Um homem de 100 anos que atuou como guarda no campo de concentração nazista Sachsenhausen, próximo de Berlim, na Alemanha , será julgado como cúmplice pela morte de 3.518 pessoas. A informação foi divulgada no domingo pelo jornal alemão Welt. A publicação confirmou que o processo deve começar em outubro deste ano.

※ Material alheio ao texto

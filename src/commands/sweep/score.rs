//! Answer normalization and the three correctness tiers.

/// Normalizes a raw generation: trims, strips one leading `+` polarity
/// marker, strips surrounding quote/backtick wrapping.
pub(super) fn normalize_answer(raw: &str) -> String {
    let trimmed = raw.trim();
    let depolarized = trimmed.strip_prefix('+').unwrap_or(trimmed);
    depolarized
        .trim()
        .trim_matches(|c| matches!(c, '`' | '"' | '\''))
        .trim()
        .to_string()
}

/// Whitespace-free form used for equality and containment comparisons only.
fn comparable(text: &str) -> String {
    text.chars().filter(|c| !c.is_whitespace()).collect()
}

#[derive(Debug, Clone, Copy, PartialEq, Eq)]
pub(super) struct Correctness {
    pub weak: bool,
    pub strong: bool,
}

/// Strong: whitespace-insensitive equality. Weak: whitespace-insensitive
/// substring containment, tolerating commentary the model wraps around the
/// literal. Strong implies weak.
pub(super) fn score_answer(normalized_answer: &str, solution: &str) -> Correctness {
    let answer = comparable(normalized_answer);
    let solution = comparable(solution.trim());

    if solution.is_empty() {
        return Correctness {
            weak: false,
            strong: false,
        };
    }

    Correctness {
        weak: answer.contains(&solution),
        strong: answer == solution,
    }
}

/// Exact match of the retrieved template against the recorded expectation.
/// Domains without recorded labels never score retrieval-correct.
pub(super) fn retrieval_matches(retrieved: &str, expected: Option<&str>) -> bool {
    expected.is_some_and(|expected| retrieved.trim() == expected.trim())
}

#[cfg(test)]
mod tests {
    use super::{normalize_answer, retrieval_matches, score_answer};

    #[test]
    fn backtick_wrapping_and_spacing_do_not_block_strong() {
        let normalized = normalize_answer("`hasColor(apple,green)`");
        let correctness = score_answer(&normalized, "hasColor(apple, green)");
        assert!(correctness.strong);
        assert!(correctness.weak);
    }

    #[test]
    fn commentary_keeps_weak_but_loses_strong() {
        let normalized = normalize_answer("Sure, here it is: order(sushi, _, 14).");
        let correctness = score_answer(&normalized, "order(sushi,_,14)");
        assert!(correctness.weak);
        assert!(!correctness.strong);
    }

    #[test]
    fn leading_polarity_marker_is_stripped_once() {
        assert_eq!(normalize_answer("+bid(tv, 100)"), "bid(tv, 100)");
        assert_eq!(normalize_answer("++bid(tv, 100)"), "+bid(tv, 100)");
    }

    #[test]
    fn quote_wrapping_is_stripped() {
        assert_eq!(normalize_answer("\"bid(tv, 100)\""), "bid(tv, 100)");
        assert_eq!(normalize_answer("' bid(tv, 100) '"), "bid(tv, 100)");
    }

    #[test]
    fn empty_answers_score_false_on_both_tiers() {
        let correctness = score_answer("", "order(sushi,_,14)");
        assert!(!correctness.weak);
        assert!(!correctness.strong);
    }

    #[test]
    fn blank_solutions_never_match() {
        let correctness = score_answer("anything", "   ");
        assert!(!correctness.weak);
        assert!(!correctness.strong);
    }

    #[test]
    fn retrieval_requires_a_recorded_expectation() {
        assert!(retrieval_matches("bid(Service, V)", Some("bid(Service, V)\n")));
        assert!(!retrieval_matches("bid(Service, V)", Some("ask(Service)")));
        assert!(!retrieval_matches("bid(Service, V)", None));
    }
}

A identidade do réu não pode ser revelada por questões legais. Apesar da idade avançada, ele deve comparecer às sessões na corte distrital da cidade Neuruppin, no estado de Brandenburg. O presidente do tribunal, Frank Stark, estima que o acusado deve permanecer no local por até duas horas e meia a cada dia de julgamento.

Para o advogado Thomas Walther,  que atua em demandas conjuntas de processos contra nazistas e também está envolvido no julgamento de Neuruppin, a ação realizada 76 anos após o fim da Segunda Guerra é “necessária”.

A acusação foi apresentada em fevereiro. De acordo com a emissora pública de televisão NDR, a denúncia ressalta que o ex-guarda contribuiu “material e intencionalmente” para os assassinatos durante os anos de 1942 e 1945, quando trabalhou no local.


Construído em 1936, Sachsenhausen se tornou conhecido por ter sido palco dos primeiros experimentos para o assassinato em massa de prisioneiros em câmaras de gás. Estima-se que até 200 mil prisioneiros tenham sido enviados à força para o campo até 1945.